Director: Tony Chan
Notable Cast: Xiaoming Huang, Jiang Du, Zhuo Tan, Zi Yang, Hao Ou, Yong Hou, Xiaotian Yin, Jason Gu, Zhehan Zhang, Ge Gao
As the push in the Chinese industry draws closer and closer to that of Hollywood, so does their approach to film making. The latest big-budget blockbuster-style film to make it to the US is The Bravest, a large spectacle film that attempts to find that perfect balance between action and dramatic heft. For those more familiar with Hollywood style films, the best comparison for The Bravest is combining the mass destruction and disaster films of Roland Emmerich and the “true story” action films of Peter Berg. For better or worse, depending on the scene, the film sways heavily between the two and it makes for both a highly entertaining film – occasionally from unintentional humor – and one that is perplexing in how poorly developed it is.

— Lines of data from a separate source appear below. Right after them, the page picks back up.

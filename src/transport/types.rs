//! Endpoint descriptors and error definitions shared by the transport,
//! gate, breaker and scheduler.

use std::collections::BTreeMap;
use std::fmt;
use std::time::Duration;

use serde::{Deserialize, Serialize};
use thiserror::Error;

/// Upstream service a request is addressed to.
#[derive(Debug, Clone, Copy, PartialEq, Eq, Hash, Serialize, Deserialize)]
#[serde(rename_all = "lowercase")]
pub enum Dependency {
    /// The application's own REST backend.
    Backend,
    /// The AI/ML service.
    Ai,
}

impl Dependency {
    pub fn as_str(&self) -> &'static str {
        match self {
            Dependency::Backend => "backend",
            Dependency::Ai => "ai",
        }
    }
}

impl fmt::Display for Dependency {
    fn fmt(&self, f: &mut fmt::Formatter<'_>) -> fmt::Result {
        f.write_str(self.as_str())
    }
}

/// HTTP method of an endpoint.
#[derive(Debug, Clone, Copy, PartialEq, Eq, Hash, Serialize, Deserialize, Default)]
#[serde(rename_all = "UPPERCASE")]
pub enum Method {
    #[default]
    Get,
    Post,
    Put,
    Delete,
}

impl Method {
    pub fn as_str(&self) -> &'static str {
        match self {
            Method::Get => "GET",
            Method::Post => "POST",
            Method::Put => "PUT",
            Method::Delete => "DELETE",
        }
    }
}

/// Immutable description of what to fetch. Opaque to the scheduler.
#[derive(Debug, Clone, PartialEq, Serialize, Deserialize)]
pub struct Endpoint {
    pub dependency: Dependency,
    #[serde(default)]
    pub method: Method,
    pub path: String,
    #[serde(default)]
    pub query: BTreeMap<String, String>,
    #[serde(default)]
    pub body: Option<serde_json::Value>,
    /// Sensitive endpoints get the stricter min-interval floor.
    #[serde(default)]
    pub sensitive: bool,
}

impl Endpoint {
    /// A `GET` against the backend.
    pub fn get(path: impl Into<String>) -> Self {
        Self {
            dependency: Dependency::Backend,
            method: Method::Get,
            path: path.into(),
            query: BTreeMap::new(),
            body: None,
            sensitive: false,
        }
    }

    pub fn with_dependency(mut self, dependency: Dependency) -> Self {
        self.dependency = dependency;
        self
    }

    pub fn with_query(mut self, key: impl Into<String>, value: impl Into<String>) -> Self {
        self.query.insert(key.into(), value.into());
        self
    }

    pub fn with_body(mut self, method: Method, body: serde_json::Value) -> Self {
        self.method = method;
        self.body = Some(body);
        self
    }

    pub fn sensitive(mut self) -> Self {
        self.sensitive = true;
        self
    }
}

/// Coarse classification used by the breaker and the scheduler.
#[derive(Debug, Clone, Copy, PartialEq, Eq, Serialize)]
#[serde(rename_all = "snake_case")]
pub enum ErrorKind {
    /// Credential rejected (401/403).
    Auth,
    /// Server asked us to slow down (429).
    RateLimited,
    /// Blocked locally by an open circuit.
    CircuitOpen,
    /// Timeout, 5xx or connection failure.
    Transient,
    /// Any other 4xx or an undecodable body.
    Client,
}

/// Errors raised by a fetch attempt.
///
/// `Clone` because a single settled in-flight call is handed to every waiter.
#[derive(Debug, Clone, Error, PartialEq)]
pub enum FetchError {
    /// Upstream rejected the credential.
    #[error("authentication rejected with status {0}")]
    Unauthorized(u16),

    /// Upstream rate limited the call.
    #[error("rate limited (retry after {retry_after:?})")]
    RateLimited { retry_after: Option<Duration> },

    /// Non-success HTTP status.
    #[error("upstream returned status {0}")]
    Status(u16),

    /// The call did not settle within its deadline.
    #[error("request timed out after {0:?}")]
    Timeout(Duration),

    /// Connection or protocol failure.
    #[error("transport error: {0}")]
    Transport(String),

    /// Response body could not be decoded.
    #[error("decode error: {0}")]
    Decode(String),

    /// The circuit for the dependency is open; no call was made.
    #[error("circuit open for {dependency}")]
    CircuitOpen {
        dependency: String,
        retry_after: Option<Duration>,
    },
}

impl FetchError {
    pub fn kind(&self) -> ErrorKind {
        match self {
            FetchError::Unauthorized(_) => ErrorKind::Auth,
            FetchError::RateLimited { .. } => ErrorKind::RateLimited,
            FetchError::CircuitOpen { .. } => ErrorKind::CircuitOpen,
            FetchError::Status(code) if *code >= 500 => ErrorKind::Transient,
            FetchError::Status(_) | FetchError::Decode(_) => ErrorKind::Client,
            FetchError::Timeout(_) | FetchError::Transport(_) => ErrorKind::Transient,
        }
    }

    /// Server- or breaker-provided hint for when to try again.
    pub fn retry_after(&self) -> Option<Duration> {
        match self {
            FetchError::RateLimited { retry_after } => *retry_after,
            FetchError::CircuitOpen { retry_after, .. } => *retry_after,
            _ => None,
        }
    }

    /// Whether the failure says something about the dependency's health.
    pub fn is_dependency_failure(&self) -> bool {
        matches!(
            self.kind(),
            ErrorKind::Transient | ErrorKind::RateLimited
        )
    }
}

/// Result type for fetch operations.
pub type FetchResult<T> = Result<T, FetchError>;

On its surface level, The Bravest is an entertaining film. The visuals, for the most part outside of a few substandard CGI moments, are big and polished providing the thrills and excitement that the film’s marketing promised. Some of this was to be expected, particularly with the money that was being thrown behind the film and co-producing credits for both Andrew Lau and Peggy Lee, but even then, the film surprises in how well it delivers on a visual style and presence. Director Tony Chan has a knack for visual pop and he fully embeds the film with plenty of it, even if the second and third act tend to blur together in a haze of flames, tears, and dramatic camera sweeps because it rushes to get to its main setting of an oil storage facility on the coast that catches fire.

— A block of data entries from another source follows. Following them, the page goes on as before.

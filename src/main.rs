//! WealthWise sync daemon.
//!
//! # Architecture Overview
//!
//! ```text
//!   [[polls]] ──▶ PollingScheduler ──timer──▶ RequestGate ──▶ GuardedTransport ──▶ HttpTransport
//!                    │      ▲                  │  cache                │ breaker        │
//!                    │      └── settle ◀───────┘  in-flight            ▼                ▼
//!                    ▼                           throttle          ai service       backend
//!                 events ──▶ log
//!
//!   config watcher ──▶ apply_polls     admin API ──▶ scheduler / breakers
//! ```

use std::path::PathBuf;
use std::sync::Arc;
use std::time::Duration;

use tokio::net::TcpListener;

use wealthwise_sync::admin::{self, AdminState};
use wealthwise_sync::config::watcher::ConfigWatcher;
use wealthwise_sync::config::{load_config, SyncConfig};
use wealthwise_sync::gate::RequestGate;
use wealthwise_sync::lifecycle::signals::shutdown_on_signal;
use wealthwise_sync::lifecycle::Shutdown;
use wealthwise_sync::observability::{logging, metrics};
use wealthwise_sync::resilience::CircuitBreakers;
use wealthwise_sync::scheduler::{apply_polls, PollEvent, PollingScheduler};
use wealthwise_sync::transport::http::HttpTransport;
use wealthwise_sync::transport::GuardedTransport;

#[tokio::main]
async fn main() -> Result<(), Box<dyn std::error::Error>> {
    let config_path: Option<PathBuf> = std::env::args()
        .nth(1)
        .or_else(|| std::env::var("SYNC_CONFIG").ok())
        .map(PathBuf::from);

    let config = match &config_path {
        Some(path) => load_config(path)?,
        None => SyncConfig::default(),
    };

    logging::init(&config.observability);
    tracing::info!(version = env!("CARGO_PKG_VERSION"), "wealthwise-sync starting");
    tracing::info!(
        backend = %config.http.backend_url,
        ai = %config.http.ai_url,
        polls = config.polls.len(),
        "Configuration loaded"
    );

    if config.observability.metrics_enabled {
        if let Ok(addr) = config.observability.metrics_address.parse() {
            metrics::init_metrics(addr);
        } else {
            tracing::error!(
                metrics_address = %config.observability.metrics_address,
                "Failed to parse metrics address"
            );
        }
    }

    let http = HttpTransport::new(&config.http)?;
    match std::env::var(&config.http.auth_token_env) {
        Ok(token) if !token.is_empty() => http.set_token(token),
        _ => tracing::warn!(
            env = %config.http.auth_token_env,
            "No auth token set, requests will be anonymous"
        ),
    }

    let breakers = CircuitBreakers::new(config.circuit_breaker.clone());
    let transport = Arc::new(GuardedTransport::new(http, breakers.clone()));
    let gate = RequestGate::new(config.gate.clone());
    let scheduler = PollingScheduler::new(
        transport,
        gate.clone(),
        &config.polling,
        Duration::from_millis(config.cache.default_ttl_ms),
    );

    let shutdown = Shutdown::new();
    tokio::spawn(shutdown_on_signal(shutdown.clone()));

    let sweeper = gate.spawn_sweeper(
        Duration::from_secs(config.cache.sweep_interval_secs),
        shutdown.subscribe(),
    );

    let mut events = scheduler.events().subscribe();
    let mut stop = shutdown.subscribe();
    let event_log = tokio::spawn(async move {
        loop {
            tokio::select! {
                event = events.recv() => match event {
                    Ok(PollEvent::Data { key, timestamp_ms, .. }) => {
                        tracing::info!(key = %key, timestamp_ms, "Data updated");
                    }
                    Ok(PollEvent::Error { key, error, paused, .. }) => {
                        tracing::warn!(key = %key, error = %error, kind = ?error.kind(), paused, "Poll error");
                    }
                    Err(tokio::sync::broadcast::error::RecvError::Lagged(skipped)) => {
                        tracing::debug!(skipped, "Event log lagging");
                    }
                    Err(_) => break,
                },
                _ = stop.recv() => break,
            }
        }
    });

    apply_polls(&scheduler, &[], &config.polls);

    let admin_server = if config.admin.enabled {
        if config.admin.api_key == "CHANGE_ME_IN_PRODUCTION" {
            tracing::warn!("Admin API is using the placeholder api_key");
        }
        let listener = TcpListener::bind(&config.admin.bind_address).await?;
        let router = admin::setup_admin_router(
            AdminState {
                scheduler: scheduler.clone(),
                breakers: breakers.clone(),
            },
            &config.admin.api_key,
        );
        let shutdown = shutdown.clone();
        Some(tokio::spawn(async move {
            if let Err(e) = admin::serve(listener, router, shutdown).await {
                tracing::error!(error = %e, "Admin API failed");
            }
        }))
    } else {
        None
    };

    // The watcher handle must stay alive for reloads to arrive.
    let mut reloads = None;
    let _watcher = match &config_path {
        Some(path) => {
            let (watcher, rx) = ConfigWatcher::new(path);
            reloads = Some(rx);
            match watcher.run() {
                Ok(handle) => Some(handle),
                Err(e) => {
                    tracing::error!(error = %e, "Failed to start config watcher");
                    None
                }
            }
        }
        None => None,
    };

    let mut current_polls = config.polls.clone();
    let mut stop = shutdown.subscribe();
    loop {
        tokio::select! {
            Some(new_config) = async {
                match reloads.as_mut() {
                    Some(rx) => rx.recv().await,
                    None => std::future::pending().await,
                }
            } => {
                apply_polls(&scheduler, &current_polls, &new_config.polls);
                current_polls = new_config.polls;
            }
            _ = stop.recv() => break,
        }
    }

    scheduler.shutdown();
    let _ = sweeper.await;
    let _ = event_log.await;
    if let Some(server) = admin_server {
        let _ = server.await;
    }

    tracing::info!("Shutdown complete");
    Ok(())
}
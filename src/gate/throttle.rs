//! Min-interval throttling per fingerprint.

use std::sync::Arc;
use std::time::Duration;

use dashmap::mapref::entry::Entry;
use dashmap::DashMap;
use tokio::time::{self, Instant};

use crate::cache::Fingerprint;

/// Spaces out calls with the same fingerprint by at least a floor.
///
/// Each call reserves the slot `max(now, previous_slot + floor)` and sleeps
/// until it, so bursts are queued instead of dropped.
#[derive(Debug, Clone, Default)]
pub struct Throttle {
    slots: Arc<DashMap<Fingerprint, Instant>>,
}

impl Throttle {
    pub fn new() -> Self {
        Self::default()
    }

    /// Wait until this call may be issued. Returns how long it waited.
    pub async fn wait(&self, fingerprint: &Fingerprint, floor: Duration) -> Duration {
        let now = Instant::now();
        let slot = match self.slots.entry(fingerprint.clone()) {
            Entry::Occupied(mut e) => {
                let slot = (*e.get() + floor).max(now);
                e.insert(slot);
                slot
            }
            Entry::Vacant(v) => {
                v.insert(now);
                now
            }
        };

        let delay = slot.saturating_duration_since(now);
        if !delay.is_zero() {
            tracing::debug!(fingerprint = %fingerprint, delay_ms = delay.as_millis() as u64, "Throttling request");
            time::sleep_until(slot).await;
        }
        delay
    }

    /// Forget slots older than `horizon`; they no longer constrain anything.
    pub fn prune(&self, horizon: Duration) {
        let now = Instant::now();
        self.slots
            .retain(|_, slot| now.saturating_duration_since(*slot) < horizon);
    }

    pub fn len(&self) -> usize {
        self.slots.len()
    }

    pub fn is_empty(&self) -> bool {
        self.slots.is_empty()
    }
}

#[cfg(test)]
mod tests {
    use super::*;

    #[tokio::test(start_paused = true)]
    async fn test_first_call_is_immediate() {
        let throttle = Throttle::new();
        let fp = Fingerprint::from("GET backend:/accounts");
        assert_eq!(throttle.wait(&fp, Duration::from_millis(100)).await, Duration::ZERO);
    }

    #[tokio::test(start_paused = true)]
    async fn test_back_to_back_calls_are_delayed_not_rejected() {
        let throttle = Throttle::new();
        let fp = Fingerprint::from("GET backend:/accounts");
        let floor = Duration::from_millis(200);

        let start = Instant::now();
        throttle.wait(&fp, floor).await;
        throttle.wait(&fp, floor).await;
        throttle.wait(&fp, floor).await;
        assert_eq!(start.elapsed(), Duration::from_millis(400));
    }

    #[tokio::test(start_paused = true)]
    async fn test_spaced_calls_pass_and_prune() {
        let throttle = Throttle::new();
        let a = Fingerprint::from("a");
        let b = Fingerprint::from("b");
        throttle.wait(&a, Duration::from_millis(100)).await;
        time::advance(Duration::from_millis(150)).await;
        assert_eq!(throttle.wait(&a, Duration::from_millis(100)).await, Duration::ZERO);

        // other fingerprints are independent
        assert_eq!(throttle.wait(&b, Duration::from_millis(100)).await, Duration::ZERO);

        time::advance(Duration::from_secs(5)).await;
        throttle.prune(Duration::from_secs(1));
        assert!(throttle.is_empty());
    }
}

When it comes to the big action set-pieces, The Bravest delivers there too. In all honesty, I think the film has more explosions than I’ve ever seen in one film. It’s ridiculous. The opening sequence, complete with kid rescue that features a firefighter throwing his ax through a window to draw the fire away from their escape, features an incredible building explosion that would have been enough for the third act of most firefighter films. This is just the opening though and The Bravest quickly bounds its main setting. My guess would be that the film is inspired by the horrific Tianjin fire in 2015, but instead using that as a basis for the film, this one goes for bigger and badder and the resulting oil and chemical fire of the plot is hinted to lead to outlandish circumstances – at one point a character states the resulting explosion would be similar to multiple nukes. The tension ratchets up to infinity and beyond as more and more complications arise in the plot, mostly due to an evil capitalist that keeps hiding things from the government and the film will keep a viewer’s attention for its entire 2-hour run time which is a blessing considering the major flaw it has at its center.

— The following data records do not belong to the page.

//! Configuration validation.
//!
//! # Responsibilities
//! - Semantic validation (serde handles syntactic)
//! - Validate value ranges (intervals > 0, multiplier >= 1, jitter in [0, 1))
//! - Check upstream URLs parse
//! - Detect duplicate polling keys
//!
//! # Design Decisions
//! - Returns all validation errors, not just first
//! - Validation is pure function: SyncConfig → Result<(), Vec<ValidationError>>
//! - Runs before config is accepted into the system

use std::collections::HashSet;

use thiserror::Error;

use crate::config::schema::SyncConfig;

/// A single semantic problem in a configuration.
#[derive(Debug, Clone, PartialEq, Eq, Error)]
#[error("{field}: {message}")]
pub struct ValidationError {
    pub field: String,
    pub message: String,
}

impl ValidationError {
    fn new(field: impl Into<String>, message: impl Into<String>) -> Self {
        Self {
            field: field.into(),
            message: message.into(),
        }
    }
}

pub fn validate_config(config: &SyncConfig) -> Result<(), Vec<ValidationError>> {
    let mut errors = Vec::new();

    for (field, value) in [
        ("http.backend_url", &config.http.backend_url),
        ("http.ai_url", &config.http.ai_url),
    ] {
        if let Err(e) = url::Url::parse(value) {
            errors.push(ValidationError::new(field, format!("invalid URL '{}': {}", value, e)));
        }
    }

    if config.http.request_timeout_ms == 0 {
        errors.push(ValidationError::new("http.request_timeout_ms", "must be > 0"));
    }
    if config.cache.sweep_interval_secs == 0 {
        errors.push(ValidationError::new("cache.sweep_interval_secs", "must be > 0"));
    }

    let polling = &config.polling;
    if polling.backoff_multiplier < 1.0 {
        errors.push(ValidationError::new("polling.backoff_multiplier", "must be >= 1.0"));
    }
    if !(0.0..1.0).contains(&polling.jitter_ratio) {
        errors.push(ValidationError::new("polling.jitter_ratio", "must be in [0, 1)"));
    }
    if polling.hidden_multiplier < 1.0 {
        errors.push(ValidationError::new("polling.hidden_multiplier", "must be >= 1.0"));
    }
    if polling.retry_attempts == 0 {
        errors.push(ValidationError::new("polling.retry_attempts", "must be > 0"));
    }
    if polling.throttled_per_attempt == 0 {
        errors.push(ValidationError::new("polling.throttled_per_attempt", "must be > 0"));
    }
    if polling.max_backoff_ms == 0 {
        errors.push(ValidationError::new("polling.max_backoff_ms", "must be > 0"));
    }

    let breaker = &config.circuit_breaker;
    if breaker.max_failures == 0 {
        errors.push(ValidationError::new("circuit_breaker.max_failures", "must be > 0"));
    }
    if breaker.half_open_retries == 0 {
        errors.push(ValidationError::new("circuit_breaker.half_open_retries", "must be > 0"));
    }

    let mut seen = HashSet::new();
    for (i, poll) in config.polls.iter().enumerate() {
        if poll.key.is_empty() {
            errors.push(ValidationError::new(format!("polls[{}].key", i), "must not be empty"));
        } else if !seen.insert(poll.key.as_str()) {
            errors.push(ValidationError::new(
                format!("polls[{}].key", i),
                format!("duplicate key '{}'", poll.key),
            ));
        }
        if poll.interval_ms == 0 {
            errors.push(ValidationError::new(format!("polls[{}].interval_ms", i), "must be > 0"));
        }
        if !poll.path.starts_with('/') {
            errors.push(ValidationError::new(format!("polls[{}].path", i), "must start with '/'"));
        }
    }

    if errors.is_empty() {
        Ok(())
    } else {
        Err(errors)
    }
}
//! OS signal handling.
//!
//! SIGINT (and SIGTERM on unix) trigger graceful shutdown.

use crate::lifecycle::Shutdown;

/// Wait for a termination signal, then trigger `shutdown`.
pub async fn shutdown_on_signal(shutdown: Shutdown) {
    wait_for_signal().await;
    tracing::info!("Termination signal received, shutting down");
    shutdown.trigger();
}

#[cfg(unix)]
async fn wait_for_signal() {
    use tokio::signal::unix::{signal, SignalKind};

    let mut terminate = match signal(SignalKind::terminate()) {
        Ok(stream) => stream,
        Err(e) => {
            tracing::warn!(error = %e, "Failed to install SIGTERM handler");
            let _ = tokio::signal::ctrl_c().await;
            return;
        }
    };

    tokio::select! {
        _ = tokio::signal::ctrl_c() => {}
        _ = terminate.recv() => {}
    }
}

#[cfg(not(unix))]
async fn wait_for_signal() {
    let _ = tokio::signal::ctrl_c().await;
}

The flaw of The Bravest is that the script and the characters that lay the foundation are a mess. Despite some strong efforts from the ensemble cast and the previously mentioned visuals and action, the film does not have any groundwork to stand on its own – crumbling under the immense weight of its melodramatic plot and narrative. The film has to utterly sprint to fit in all of the twists and turns as it goes and at two hours, it barely has time to truly develop the characters in any real dramatic way. Subplots with a firefighter’s wife and kid during the evacuation feel like padding and splitting the rest of the time between three or four key characters thins the time and energy to develop any of them. What’s left is that the film desperately leans on its pro-Chinese government propaganda. As a person, I’m all for supporting the selfless endeavors of firefighters, but the story that’s presented here is borderline ridiculous. Outside of the evil businessman, there is only one even remotely selfish character in the film and he has a bold change of heart at the perfect time. The melodramatic moments rarely hit home and there are only a few sequences that pull on the heartstrings in any real manner. If anything, where the film should work as a human drama it is all sacrificed for the sake of the message and action and it completely cuts the legs out from the rest of the film.
The Bravest will have its fans. With its messaging and strong spectacle, I’m sure the film will do some decent box office and garner some strong backing from the industry in China, but for most western audiences it’s probably a recommended skip. It has some impressive set pieces along with some brilliantly effective unintentional humor with its use of slow motion, drama, and outlandish moments to raise tension. Still, with its incredibly thin script, perplexingly poor execution of character, and generic plotting the film is rather disappointing. If you want a film to burn a couple hours – pun intended, then The Bravest is worth a gander, but it’s a very light recommend at best.